Sagimet Biosciences Inc. (Nasdaq: SGMT) announced the successful completion of end-of-Phase 2 interactions with the U.S. Food and Drug Administration (FDA) regarding the development of denifanstat for metabolic-dysfunction associated steatohepatitis (MASH). This paves the way for the initiation of a Phase 3 program by the end of 2024.
The planned Phase 3 program will consist of two double-blind, placebo-controlled, multicenter registrational trials: FASCINATE-3, focusing on patients with F2/F3 (non-cirrhotic) MASH, and FASCINIT, targeting patients with suspected or confirmed metabolic dysfunction-associated steatotic liver disease (MASLD)/MASH.

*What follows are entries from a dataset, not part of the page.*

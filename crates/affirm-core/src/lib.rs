//! Core types and trait definitions for the Affirm data core.
//!
//! This crate is deliberately free of database, crypto, and filesystem
//! dependencies. Every other crate depends on it.

pub mod affirmation;
pub mod error;
pub mod selection;
pub mod settings;
pub mod store;

pub use error::{Error, Result};
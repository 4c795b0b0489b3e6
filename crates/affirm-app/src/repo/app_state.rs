use std::sync::Arc;

use affirm_core::{
  Result,
  store::{Namespace, RecordStore},
};
use uuid::Uuid;

const CURRENT_PICK: &str = "current_affirmation_id";
const NEXT_SORT_ORDER: &str = "next_sort_order";

/// Small bookkeeping values that are neither affirmations nor settings.
pub struct AppStateRepository<S> {
  store: Arc<S>,
}

impl<S> Clone for AppStateRepository<S> {
  fn clone(&self) -> Self { Self { store: self.store.clone() } }
}

impl<S: RecordStore> AppStateRepository<S> {
  pub fn new(store: Arc<S>) -> Self { Self { store } }

  /// The id of the affirmation most recently shown, if any.
  pub async fn current_pick(&self) -> Result<Option<Uuid>> {
    self
      .store
      .get(Namespace::AppState, CURRENT_PICK)
      .await
      .map_err(Into::into)
  }

  pub async fn set_current_pick(&self, id: Option<Uuid>) -> Result<()> {
    match id {
      Some(id) => self
        .store
        .put(Namespace::AppState, CURRENT_PICK, &id)
        .await
        .map_err(Into::into),
      None => self
        .store
        .delete(Namespace::AppState, CURRENT_PICK)
        .await
        .map(|_| ())
        .map_err(Into::into),
    }
  }

  /// Lowest `sort_order` a new affirmation may take. Never decreases except
  /// through [`clear_sort_order`](Self::clear_sort_order).
  pub async fn next_sort_order(&self) -> Result<Option<i64>> {
    self
      .store
      .get(Namespace::AppState, NEXT_SORT_ORDER)
      .await
      .map_err(Into::into)
  }

  pub async fn set_next_sort_order(&self, value: i64) -> Result<()> {
    self
      .store
      .put(Namespace::AppState, NEXT_SORT_ORDER, &value)
      .await
      .map_err(Into::into)
  }

  pub async fn clear_sort_order(&self) -> Result<()> {
    self
      .store
      .delete(Namespace::AppState, NEXT_SORT_ORDER)
      .await
      .map(|_| ())
      .map_err(Into::into)
  }
}
//! Commands every console starts with, and the default not-found handler.

use crate::command::{Command, Flags, Outcome};
use crate::interpreter::Console;
use anyhow::Result;

/// The `help` built-in.
pub(crate) fn help() -> Command {
    Command::from_fn("help", "Shows this help", run_help).with_extended_help("Usage: help [command]")
}

/// The `exit` built-in.
pub(crate) fn exit() -> Command {
    Command::from_fn("exit", "Exits the program", run_exit).with_extended_help("Usage: exit")
}

/// Without arguments lists every listable command with its short help.
/// With arguments describes each named command that allows specific help.
fn run_help(argv: &[String], console: &mut Console) -> Result<Outcome> {
    let mut text = String::new();
    if argv.len() <= 1 {
        let mut listed: Vec<_> = console
            .registry()
            .iter()
            .filter(|cmd| cmd.flags().contains(Flags::LISTABLE))
            .collect();
        listed.sort_by(|a, b| a.name().cmp(b.name()));
        for cmd in listed {
            if cmd.help().is_empty() {
                text.push_str(&format!("{}\n", cmd.name()));
            } else {
                text.push_str(&format!("{}\t{}\n", cmd.name(), cmd.help()));
            }
        }
    } else {
        for name in &argv[1..] {
            match console.registry().get(name) {
                Some(cmd) if cmd.flags().contains(Flags::SPECIFICALLY_LISTABLE) => {
                    let help = if cmd.help().is_empty() {
                        "This command has no help text"
                    } else {
                        cmd.help()
                    };
                    text.push_str(&format!("{}\t{}\n", cmd.name(), help));
                    if let Some(extended) = cmd.extended_help() {
                        text.push_str(&format!("\t{}\n", extended));
                    }
                }
                _ => text.push_str(&format!("Could not find command {}\n", name)),
            }
        }
    }
    console.out().write_all(text.as_bytes())?;
    Ok(Outcome::Code(0))
}

/// Ends the whole process, not just the loop that dispatched it.
fn run_exit(_argv: &[String], console: &mut Console) -> Result<Outcome> {
    log::debug!("exit requested, terminating process");
    console.out().flush()?;
    std::process::exit(0)
}

/// Default reaction to a line whose first argument is not an executable command.
pub(crate) fn not_found(argv: &[String], console: &mut Console) -> Result<Outcome> {
    let name = argv.first().map(String::as_str).unwrap_or("");
    writeln!(
        console.out(),
        "The command '{}' was not found. Try typing 'help' to see a list of full commands",
        name
    )?;
    Ok(Outcome::NotFound)
}

#[cfg(test)]
mod tests {
    use crate::command::{Command, Flags, Outcome};
    use crate::interpreter::Console;
    use crate::io_adapters::MemWriter;

    fn console_with_output() -> (Console, std::rc::Rc<std::cell::RefCell<Vec<u8>>>) {
        let (writer, handle) = MemWriter::with_handle();
        let mut console = Console::new();
        console.set_output(Box::new(writer));
        for (name, flags) in [
            ("echo", Flags::UNIVERSAL),
            ("quiet", Flags::QUIET),
            ("secret", Flags::SECRET),
            ("silent", Flags::SILENT),
        ] {
            console
                .register(
                    Command::from_fn(name, format!("{name} help"), |_, _| Ok(Outcome::Code(0)))
                        .with_extended_help(format!("Usage: {name}"))
                        .with_flags(flags),
                )
                .unwrap();
        }
        (console, handle)
    }

    #[test]
    fn test_bare_help_lists_listable_commands() {
        let (mut console, out) = console_with_output();
        assert_eq!(console.dispatch("help"), Outcome::Code(0));

        let s = String::from_utf8(out.borrow().clone()).unwrap();
        assert_eq!(
            s,
            "echo\techo help\nexit\tExits the program\nhelp\tShows this help\n"
        );
    }

    #[test]
    fn test_specific_help() {
        let (mut console, out) = console_with_output();
        console.dispatch("help quiet echo");

        let s = String::from_utf8(out.borrow().clone()).unwrap();
        assert_eq!(
            s,
            "quiet\tquiet help\n\tUsage: quiet\necho\techo help\n\tUsage: echo\n"
        );
    }

    #[test]
    fn test_specific_help_hides_unlisted_and_unknown() {
        let (mut console, out) = console_with_output();
        console.dispatch("help secret silent nothing");

        let s = String::from_utf8(out.borrow().clone()).unwrap();
        assert_eq!(
            s,
            "Could not find command secret\nCould not find command silent\nCould not find command nothing\n"
        );
    }

    #[test]
    fn test_not_found_message() {
        let (mut console, out) = console_with_output();
        assert_eq!(console.dispatch("frobnicate now"), Outcome::NotFound);

        let s = String::from_utf8(out.borrow().clone()).unwrap();
        assert_eq!(
            s,
            "The command 'frobnicate' was not found. Try typing 'help' to see a list of full commands\n"
        );
    }
}
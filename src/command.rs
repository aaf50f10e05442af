use crate::interpreter::Console;
use argh::{EarlyExit, FromArgs};
use std::fmt;
use std::marker::PhantomData;
use std::rc::Rc;

/// Command-defined result value.
///
/// The console never interprets these; it hands them back to whoever
/// dispatched the line.
pub type ExitCode = i32;

bitflags::bitflags! {
    /// Where a command shows up and whether it may run.
    ///
    /// The bits are independent of each other, see the named combinations on
    /// the impl block for the patterns used in practice.
    #[derive(Debug, Clone, Copy, PartialEq, Eq, Hash)]
    pub struct Flags: u8 {
        /// Listed by a bare `help`.
        const LISTABLE              = 1 << 0;
        /// Described by `help <name>`.
        const SPECIFICALLY_LISTABLE = 1 << 1;
        /// May be invoked by dispatch.
        const EXECUTABLE            = 1 << 2;
    }
}

impl Flags {
    /// Listed everywhere and runnable. Default for new commands.
    pub const UNIVERSAL: Self = Self::LISTABLE
        .union(Self::SPECIFICALLY_LISTABLE)
        .union(Self::EXECUTABLE);
    /// Runnable, described only by `help <name>`.
    pub const QUIET: Self = Self::SPECIFICALLY_LISTABLE.union(Self::EXECUTABLE);
    /// Runnable, absent from both help surfaces.
    pub const SECRET: Self = Self::EXECUTABLE;
    /// Registered but inert.
    pub const SILENT: Self = Self::empty();

    /// Whether either help surface mentions the command.
    pub fn is_shown(self) -> bool {
        self.intersects(Self::LISTABLE | Self::SPECIFICALLY_LISTABLE)
    }
}

/// Which help surface a listing is for.
#[derive(Debug, Clone, Copy, PartialEq, Eq)]
pub enum HelpKind {
    /// Bare `help`.
    General,
    /// `help <name>`.
    Specific,
}

impl HelpKind {
    pub(crate) fn flag(self) -> Flags {
        match self {
            HelpKind::General => Flags::LISTABLE,
            HelpKind::Specific => Flags::SPECIFICALLY_LISTABLE,
        }
    }
}

/// Result of dispatching one line.
#[derive(Debug, Clone, Copy, PartialEq, Eq)]
pub enum Outcome {
    /// Value returned by the command, opaque to the console.
    Code(ExitCode),
    /// Ends the loop that dispatched the line, and only that loop.
    Stop,
    /// No executable command matched the first argument.
    NotFound,
    /// The line held no arguments, nothing was looked up.
    Failed,
}

/// Something a console can invoke for a command.
///
/// `argv[0]` is the name the command was invoked by and `argv.len()` is the
/// argument count. The console is passed in mutably so handlers can change the
/// prompt, register commands or run a nested console.
pub trait Handler {
    fn call(&self, argv: &[String], console: &mut Console) -> anyhow::Result<Outcome>;
}

impl<F> Handler for F
where
    F: Fn(&[String], &mut Console) -> anyhow::Result<Outcome>,
{
    fn call(&self, argv: &[String], console: &mut Console) -> anyhow::Result<Outcome> {
        self(argv, console)
    }
}

/// A registered command.
#[derive(Clone)]
pub struct Command {
    name: String,
    help: String,
    extended_help: Option<String>,
    flags: Flags,
    handler: Rc<dyn Handler>,
}

impl Command {
    /// Create a universal command with the given short help.
    pub fn new(name: impl Into<String>, help: impl Into<String>, handler: impl Handler + 'static) -> Self {
        Self {
            name: name.into(),
            help: help.into(),
            extended_help: None,
            flags: Flags::UNIVERSAL,
            handler: Rc::new(handler),
        }
    }

    /// Same as [`Command::new`] but lets the compiler infer a closure's argument types.
    pub fn from_fn<F>(name: impl Into<String>, help: impl Into<String>, f: F) -> Self
    where
        F: Fn(&[String], &mut Console) -> anyhow::Result<Outcome> + 'static,
    {
        Self::new(name, help, f)
    }

    /// Create a command whose arguments are parsed by `T`.
    pub fn typed<T: TypedCommand + 'static>(name: impl Into<String>, help: impl Into<String>) -> Self {
        Self::new(name, help, Typed::<T>::default())
    }

    pub fn with_extended_help(mut self, text: impl Into<String>) -> Self {
        self.extended_help = Some(text.into());
        self
    }

    pub fn with_flags(mut self, flags: Flags) -> Self {
        self.flags = flags;
        self
    }

    pub fn name(&self) -> &str {
        &self.name
    }

    pub fn help(&self) -> &str {
        &self.help
    }

    pub fn extended_help(&self) -> Option<&str> {
        self.extended_help.as_deref()
    }

    pub fn flags(&self) -> Flags {
        self.flags
    }

    pub fn set_flags(&mut self, flags: Flags) {
        self.flags = flags;
    }

    /// Replace the handler, keeping name, help and flags.
    pub fn set_handler(&mut self, handler: impl Handler + 'static) {
        self.handler = Rc::new(handler);
    }

    pub fn set_handler_fn<F>(&mut self, f: F)
    where
        F: Fn(&[String], &mut Console) -> anyhow::Result<Outcome> + 'static,
    {
        self.set_handler(f);
    }

    pub(crate) fn handler(&self) -> Rc<dyn Handler> {
        Rc::clone(&self.handler)
    }
}

impl fmt::Debug for Command {
    fn fmt(&self, f: &mut fmt::Formatter<'_>) -> fmt::Result {
        f.debug_struct("Command")
            .field("name", &self.name)
            .field("help", &self.help)
            .field("extended_help", &self.extended_help)
            .field("flags", &self.flags)
            .finish_non_exhaustive()
    }
}

/// A command with declaratively parsed arguments.
///
/// Arguments are parsed using the [`argh`] crate (`FromArgs`). Parse errors and
/// `--help` requests never reach [`TypedCommand::execute`]; their text is written
/// to the console output instead.
pub trait TypedCommand: Sized + FromArgs {
    fn execute(self, console: &mut Console) -> anyhow::Result<Outcome>;
}

/// Adapts a [`TypedCommand`] into a [`Handler`].
pub struct Typed<T> {
    _phantom: PhantomData<T>,
}

impl<T> Default for Typed<T> {
    fn default() -> Self {
        Self {
            _phantom: PhantomData,
        }
    }
}

impl<T: TypedCommand> Handler for Typed<T> {
    fn call(&self, argv: &[String], console: &mut Console) -> anyhow::Result<Outcome> {
        let Some((name, rest)) = argv.split_first() else {
            return Ok(Outcome::Failed);
        };
        let args: Vec<&str> = rest.iter().map(String::as_str).collect();
        match T::from_args(&[name.as_str()], &args) {
            Ok(cmd) => cmd.execute(console),
            Err(EarlyExit { output, status }) => {
                writeln!(console.out(), "{}", output.trim_end())?;
                Ok(Outcome::Code(if status.is_err() { 1 } else { 0 }))
            }
        }
    }
}
//! Lexical analysis of a console input line into an argument vector.
//!
//! Arguments are separated by runs of whitespace. A double quote opens a quoted
//! run in which whitespace is kept verbatim; the quotes themselves are dropped.
//! Quoted and unquoted runs that touch each other form a single argument, so
//! `ab"c d"e` becomes `abc de`. There are no escape sequences and no nesting.

#[derive(Debug, Clone, Copy, PartialEq, Eq)]
enum LexingState {
    /// Between arguments, no argument is open.
    Start,
    /// Inside an argument, outside of quotes.
    ReadingWord,
    /// Inside a double-quoted run.
    ReadingQuote,
}

struct LexingFSM<'a> {
    input: std::str::Chars<'a>,
    state: LexingState,
    buffer: String,
}

impl<'a> LexingFSM<'a> {
    fn new(line: &'a str) -> Self {
        LexingFSM {
            input: line.trim().chars(),
            state: LexingState::Start,
            buffer: String::new(),
        }
    }

    fn make_tokens(mut self) -> Vec<String> {
        let mut out = Vec::new();

        while let Some(ch) = self.input.next() {
            match self.state {
                LexingState::Start => self.handle_start(ch),
                LexingState::ReadingWord => self.handle_word(ch, &mut out),
                LexingState::ReadingQuote => self.handle_quote(ch),
            }
        }

        match self.state {
            LexingState::Start => {}
            LexingState::ReadingWord => out.push(self.buffer),
            LexingState::ReadingQuote => {
                // Unterminated quote: the rest of the line belongs to the argument.
                log::debug!("unterminated quote, keeping {:?} as last argument", self.buffer);
                out.push(self.buffer);
            }
        }

        out
    }

    fn handle_start(&mut self, ch: char) {
        match ch {
            c if c.is_whitespace() => {}
            '"' => self.state = LexingState::ReadingQuote,
            c => {
                self.buffer.push(c);
                self.state = LexingState::ReadingWord;
            }
        }
    }

    fn handle_word(&mut self, ch: char, out: &mut Vec<String>) {
        match ch {
            c if c.is_whitespace() => {
                out.push(std::mem::take(&mut self.buffer));
                self.state = LexingState::Start;
            }
            '"' => self.state = LexingState::ReadingQuote,
            c => self.buffer.push(c),
        }
    }

    fn handle_quote(&mut self, ch: char) {
        match ch {
            '"' => self.state = LexingState::ReadingWord,
            c => self.buffer.push(c),
        }
    }
}

/// Splits `line` into arguments.
///
/// Leading and trailing whitespace is ignored, so an empty or blank line gives
/// an empty vector. A quote left open at the end of the line is closed
/// implicitly: everything after it becomes part of the last argument.
pub fn tokenize(line: &str) -> Vec<String> {
    LexingFSM::new(line).make_tokens()
}

#[cfg(test)]
mod tests {
    use super::*;

    fn words(line: &str) -> Vec<String> {
        tokenize(line)
    }

    #[test]
    fn test_single_word() {
        assert_eq!(words("Hello"), vec!["Hello"]);
    }

    #[test]
    fn test_whitespace_runs_collapse() {
        assert_eq!(words("Hello There"), vec!["Hello", "There"]);
        assert_eq!(words("Hello There People"), vec!["Hello", "There", "People"]);
        assert_eq!(words("  Hello There  "), vec!["Hello", "There"]);
        assert_eq!(words("   Hello   There   "), vec!["Hello", "There"]);
        assert_eq!(words("\tHello\t\tThere\n"), vec!["Hello", "There"]);
    }

    #[test]
    fn test_quoted_group_is_one_argument() {
        assert_eq!(words("\"Hello There\""), vec!["Hello There"]);
        assert_eq!(words("\"Hello There\" People"), vec!["Hello There", "People"]);
    }

    #[test]
    fn test_quoted_whitespace_is_preserved() {
        assert_eq!(
            words("\"   Hello   There   \"   \"   People   \"   "),
            vec!["   Hello   There   ", "   People   "]
        );
    }

    #[test]
    fn test_blank_input_gives_no_arguments() {
        assert!(words("").is_empty());
        assert!(words("   \t  ").is_empty());
    }

    #[test]
    fn test_unquoted_matches_split_whitespace() {
        let samples = [
            "a",
            "a b c",
            "  leading",
            "trailing   ",
            "mixed\t tabs \t and  spaces",
            "x",
            " x ",
        ];
        for sample in samples {
            let expected: Vec<String> = sample.split_whitespace().map(String::from).collect();
            assert_eq!(words(sample), expected, "input {:?}", sample);
        }
    }

    #[test]
    fn test_quote_adjacent_to_word_joins() {
        assert_eq!(words("ab\"c d\"e"), vec!["abc de"]);
        assert_eq!(words("say \"hi\"there now"), vec!["say", "hithere", "now"]);
    }

    #[test]
    fn test_empty_quotes_give_empty_argument() {
        assert_eq!(words("echo \"\" end"), vec!["echo", "", "end"]);
        assert_eq!(words("\"\""), vec![""]);
    }

    #[test]
    fn test_unterminated_quote_takes_rest_of_line() {
        assert_eq!(words("say \"hi   there"), vec!["say", "hi   there"]);
        assert_eq!(words("\""), vec![""]);
    }
}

Dave Happel, Chief Executive Officer of Sagimet, stated, "Following the recent Breakthrough Therapy designation for denifanstat for treatment of non-cirrhotic MASH, we are pleased with the outcome of our end-of-Phase 2 interactions with the FDA and are appreciative of the agency’s support and guidance on our Phase 3 program for denifanstat in MASH."
Trial Design and Endpoints
The FASCINATE-3 trial will evaluate the efficacy and safety of denifanstat in patients with F2/F3 MASH, using liver biopsy and 4.5-year clinical outcomes as primary endpoints. The FASCINIT trial will assess the safety and tolerability of denifanstat in patients with MASLD/MASH, with non-invasive biomarkers being evaluated as secondary endpoints and no end-of-treatment liver biopsy planned. The Phase 3 program is designed to include a minimum of 1,800 patients exposed to denifanstat.
About MASH
Metabolic-dysfunction associated steatohepatitis (MASH) is a progressive liver disease affecting an estimated 115 million people worldwide. There is only one recently approved treatment in the United States and no currently approved treatments in Europe. MASH is characterized by fat accumulation, inflammation, and fibrosis in the liver.
Denifanstat: A FASN Inhibitor
Denifanstat is an oral, once-daily, selective fatty acid synthase (FASN) inhibitor developed by Sagimet. It is designed to target dysfunctional metabolic and fibrotic pathways in diseases resulting from the overproduction of the fatty acid, palmitate. A Phase 2b clinical trial of denifanstat in MASH, FASCINATE-2, demonstrated positive results using liver biopsy-based primary endpoints.